Saved entries
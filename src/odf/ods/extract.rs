//! Grid extraction for ODS sheets.
//!
//! Rows and cells in `content.xml` carry repeat counts, and a sheet usually
//! ends in a run of a million repeated blank rows. Extraction expands repeats
//! lazily: runs of empty values are held back and only written out when
//! something non-empty follows them, so trailing blanks never materialize.
//! The result is padded into a rectangle.

use super::cell::{Scalar, decode_cell};
use super::sheet::Sheet;
use crate::common::{Error, Result};
use crate::odf::coordinates::{CellCoord, Location};
use crate::odf::elements::table::{CellNode, TableRow};
use log::{debug, trace};
use serde::{Deserialize, Serialize};
use std::iter::repeat_n;

/// A fully materialized, rectangular sheet
pub type Grid = Vec<Vec<Scalar>>;

/// Options controlling grid extraction.
#[derive(Debug, Clone, Copy, PartialEq, Eq, Serialize, Deserialize)]
#[serde(default)]
pub struct ExtractOptions {
    /// Return integral float cells as [`Scalar::Int`]
    pub convert_float: bool,
}

impl Default for ExtractOptions {
    fn default() -> Self {
        Self { convert_float: true }
    }
}

impl ExtractOptions {
    /// Set whether integral float cells become [`Scalar::Int`]
    pub fn with_convert_float(mut self, convert_float: bool) -> Self {
        self.convert_float = convert_float;
        self
    }
}

/// Run of empty values seen but not yet written
#[derive(Debug, Clone, Copy, Default, PartialEq, Eq)]
enum Pending {
    #[default]
    None,
    Empty(usize),
}

impl Pending {
    fn defer(&mut self, count: usize) {
        *self = match *self {
            Pending::None if count == 0 => Pending::None,
            Pending::None => Pending::Empty(count),
            Pending::Empty(held) => Pending::Empty(held.saturating_add(count)),
        };
    }

    fn take(&mut self) -> usize {
        match std::mem::take(self) {
            Pending::None => 0,
            Pending::Empty(held) => held,
        }
    }
}

/// Extract the sheet as a rectangular grid
///
/// Interior blank rows and cells are kept; blank rows and columns after the
/// last non-empty content are dropped. The first decoding error aborts the
/// extraction and carries the physical row or cell where it happened.
///
/// # Examples
///
/// ```
/// use odsgrid::{Scalar, Spreadsheet, extract_grid, sheet_by_index};
///
/// # fn main() -> odsgrid::Result<()> {
/// let doc = Spreadsheet::from_content_xml(br#"
///     <table:table table:name="S">
///       <table:table-row table:number-rows-repeated="2">
///         <table:table-cell office:value-type="float" office:value="1"><text:p>1</text:p></table:table-cell>
///       </table:table-row>
///     </table:table>"#)?;
/// let grid = extract_grid(&sheet_by_index(&doc, 0)?, true)?;
/// assert_eq!(grid, vec![vec![Scalar::Int(1)], vec![Scalar::Int(1)]]);
/// # Ok(())
/// # }
/// ```
pub fn extract_grid(sheet: &Sheet<'_>, convert_float: bool) -> Result<Grid> {
    let mut grid = Grid::new();
    let mut widest = 0;
    let mut blank_rows = Pending::None;
    let mut physical_row = 0usize;

    for row in sheet.table().rows() {
        let values = decode_row(&row, physical_row, convert_float)?;
        // Rows later classified as empty still count towards the width.
        widest = widest.max(values.len());

        let repeat = row
            .repeat_count()
            .map_err(|err| err.at(Location::Row(physical_row)))?;

        if row.is_empty() {
            blank_rows.defer(repeat);
            trace!("row {}: empty x{}, deferred", physical_row, repeat);
        } else {
            let blanks = blank_rows.take();
            trace!(
                "row {}: {} values x{}, {} blank rows flushed",
                physical_row,
                values.len(),
                repeat,
                blanks
            );
            reserve(&mut grid, blanks, repeat)
                .map_err(|err| err.at(Location::Row(physical_row)))?;
            grid.extend(repeat_n(vec![Scalar::Empty], blanks));
            grid.extend(repeat_n(values, repeat));
        }

        physical_row = physical_row.saturating_add(repeat);
    }

    let dropped = blank_rows.take();
    let width = grid.iter().map(Vec::len).fold(widest, usize::max);
    for row in &mut grid {
        row.resize(width, Scalar::Empty);
    }

    debug!(
        "extracted sheet '{}': {} rows x {} columns, {} trailing blank rows dropped",
        sheet.name(),
        grid.len(),
        width,
        dropped
    );
    Ok(grid)
}

/// Decode one row element, expanding column repeats up to the last
/// non-empty value
fn decode_row(row: &TableRow<'_>, physical_row: usize, convert_float: bool) -> Result<Vec<Scalar>> {
    let mut values = Vec::new();
    let mut blank_cells = Pending::None;
    let mut column = 0usize;

    for node in row.cells() {
        let (cell, value) = match node {
            CellNode::Value(cell) => (cell, decode_cell(cell.element(), convert_float)),
            CellNode::Covered(cell) => (cell, Ok(Scalar::Empty)),
            CellNode::Other => continue,
        };
        let here = Location::Cell(CellCoord::new(column, physical_row));
        let value = value.map_err(|err| err.at(here))?;
        let repeat = cell.repeat_count().map_err(|err| err.at(here))?;

        if value.is_empty() {
            blank_cells.defer(repeat);
        } else {
            let blanks = blank_cells.take();
            reserve(&mut values, blanks, repeat).map_err(|err| err.at(here))?;
            values.extend(repeat_n(Scalar::Empty, blanks));
            values.extend(repeat_n(value, repeat));
        }

        column = column.saturating_add(repeat);
    }

    Ok(values)
}

/// Make room for `blanks + repeat` more entries, failing instead of
/// aborting when that cannot be allocated
fn reserve<T>(out: &mut Vec<T>, blanks: usize, repeat: usize) -> Result<()> {
    blanks
        .checked_add(repeat)
        .and_then(|more| out.try_reserve(more).ok())
        .ok_or_else(|| Error::capacity_exceeded(blanks.saturating_add(repeat)))
}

Problem to work on
Would you write out all of the data again, unchanged?

Task result
filename src/odf/ods/extract.rs
//! Grid extraction for ODS sheets.
//!
//! Rows and cells in `content.xml` carry repeat counts, and a sheet usually
//! ends in a run of a million repeated blank rows. Extraction expands repeats
//! lazily: runs of empty values are held back and only written out when
//! something non-empty follows them, so trailing blanks never materialize.
//! The result is padded into a rectangle.

use super::cell::{Scalar, decode_cell};
use super::sheet::Sheet;
use crate::common::{Error, Result};
use crate::odf::coordinates::{CellCoord, Location};
use crate::odf::elements::table::{CellNode, TableRow};
use log::{debug, trace};
use serde::{Deserialize, Serialize};
use std::iter::repeat_n;

/// A fully materialized, rectangular sheet
pub type Grid = Vec<Vec<Scalar>>;

/// Options controlling grid extraction.
#[derive(Debug, Clone, Copy, PartialEq, Eq, Serialize, Deserialize)]
#[serde(default)]
pub struct ExtractOptions {
    /// Return integral float cells as [`Scalar::Int`]
    pub convert_float: bool,
}

impl Default for ExtractOptions {
    fn default() -> Self {
        Self { convert_float: true }
    }
}

impl ExtractOptions {
    /// Set whether integral float cells become [`Scalar::Int`]
    pub fn with_convert_float(mut self, convert_float: bool) -> Self {
        self.convert_float = convert_float;
        self
    }
}

/// Run of empty values seen but not yet written
#[derive(Debug, Clone, Copy, Default, PartialEq, Eq)]
enum Pending {
    #[default]
    None,
    Empty(usize),
}

impl Pending {
    fn defer(&mut self, count: usize) {
        *self = match *self {
            Pending::None if count == 0 => Pending::None,
            Pending::None => Pending::Empty(count),
            Pending::Empty(held) => Pending::Empty(held.saturating_add(count)),
        };
    }

    fn take(&mut self) -> usize {
        match std::mem::take(self) {
            Pending::None => 0,
            Pending::Empty(held) => held,
        }
    }
}

/// Extract the sheet as a rectangular grid
///
/// Interior blank rows and cells are kept; blank rows and columns after the
/// last non-empty content are dropped. The first decoding error aborts the
/// extraction and carries the physical row or cell where it happened.
///
/// # Examples
///
/// ```
/// use odsgrid::{Scalar, Spreadsheet, extract_grid, sheet_by_index};
///
/// # fn main() -> odsgrid::Result<()> {
/// let doc = Spreadsheet::from_content_xml(br#"
///     <table:table table:name="S">
///       <table:table-row table:number-rows-repeated="2">
///         <table:table-cell office:value-type="float" office:value="1"><text:p>1</text:p></table:table-cell>
///       </table:table-row>
///     </table:table>"#)?;
/// let grid = extract_grid(&sheet_by_index(&doc, 0)?, true)?;
/// assert_eq!(grid, vec![vec![Scalar::Int(1)], vec![Scalar::Int(1)]]);
/// # Ok(())
/// # }
/// ```
pub fn extract_grid(sheet: &Sheet<'_>, convert_float: bool) -> Result<Grid> {
    let mut grid = Grid::new();
    let mut widest = 0;
    let mut blank_rows = Pending::None;
    let mut physical_row = 0usize;

    for row in sheet.table().rows() {
        let values = decode_row(&row, physical_row, convert_float)?;
        // Rows later classified as empty still count towards the width.
        widest = widest.max(values.len());

        let repeat = row
            .repeat_count()
            .map_err(|err| err.at(Location::Row(physical_row)))?;

        if row.is_empty() {
            blank_rows.defer(repeat);
            trace!("row {}: empty x{}, deferred", physical_row, repeat);
        } else {
            let blanks = blank_rows.take();
            trace!(
                "row {}: {} values x{}, {} blank rows flushed",
                physical_row,
                values.len(),
                repeat,
                blanks
            );
            reserve(&mut grid, blanks, repeat)
                .map_err(|err| err.at(Location::Row(physical_row)))?;
            grid.extend(repeat_n(vec![Scalar::Empty], blanks));
            grid.extend(repeat_n(values, repeat));
        }

        physical_row = physical_row.saturating_add(repeat);
    }

    let dropped = blank_rows.take();
    let width = grid.iter().map(Vec::len).fold(widest, usize::max);
    for row in &mut grid {
        row.resize(width, Scalar::Empty);
    }

    debug!(
        "extracted sheet '{}': {} rows x {} columns, {} trailing blank rows dropped",
        sheet.name(),
        grid.len(),
        width,
        dropped
    );
    Ok(grid)
}

/// Decode one row element, expanding column repeats up to the last
/// non-empty value
fn decode_row(row: &TableRow<'_>, physical_row: usize, convert_float: bool) -> Result<Vec<Scalar>> {
    let mut values = Vec::new();
    let mut blank_cells = Pending::None;
    let mut column = 0usize;

    for node in row.cells() {
        let (cell, value) = match node {
            CellNode::Value(cell) => (cell, decode_cell(cell.element(), convert_float)),
            CellNode::Covered(cell) => (cell, Ok(Scalar::Empty)),
            CellNode::Other => continue,
        };
        let here = Location::Cell(CellCoord::new(column, physical_row));
        let value = value.map_err(|err| err.at(here))?;
        let repeat = cell.repeat_count().map_err(|err| err.at(here))?;

        if value.is_empty() {
            blank_cells.defer(repeat);
        } else {
            let blanks = blank_cells.take();
            reserve(&mut values, blanks, repeat).map_err(|err| err.at(here))?;
            values.extend(repeat_n(Scalar::Empty, blanks));
            values.extend(repeat_n(value, repeat));
        }

        column = column.saturating_add(repeat);
    }

    Ok(values)
}

/// Make room for `blanks + repeat` more entries, failing instead of
/// aborting when that cannot be allocated
fn reserve<T>(out: &mut Vec<T>, blanks: usize, repeat: usize) -> Result<()> {
    blanks
        .checked_add(repeat)
        .and_then(|more| out.try_reserve(more).ok())
        .ok_or_else(|| Error::capacity_exceeded(blanks.saturating_add(repeat)))
}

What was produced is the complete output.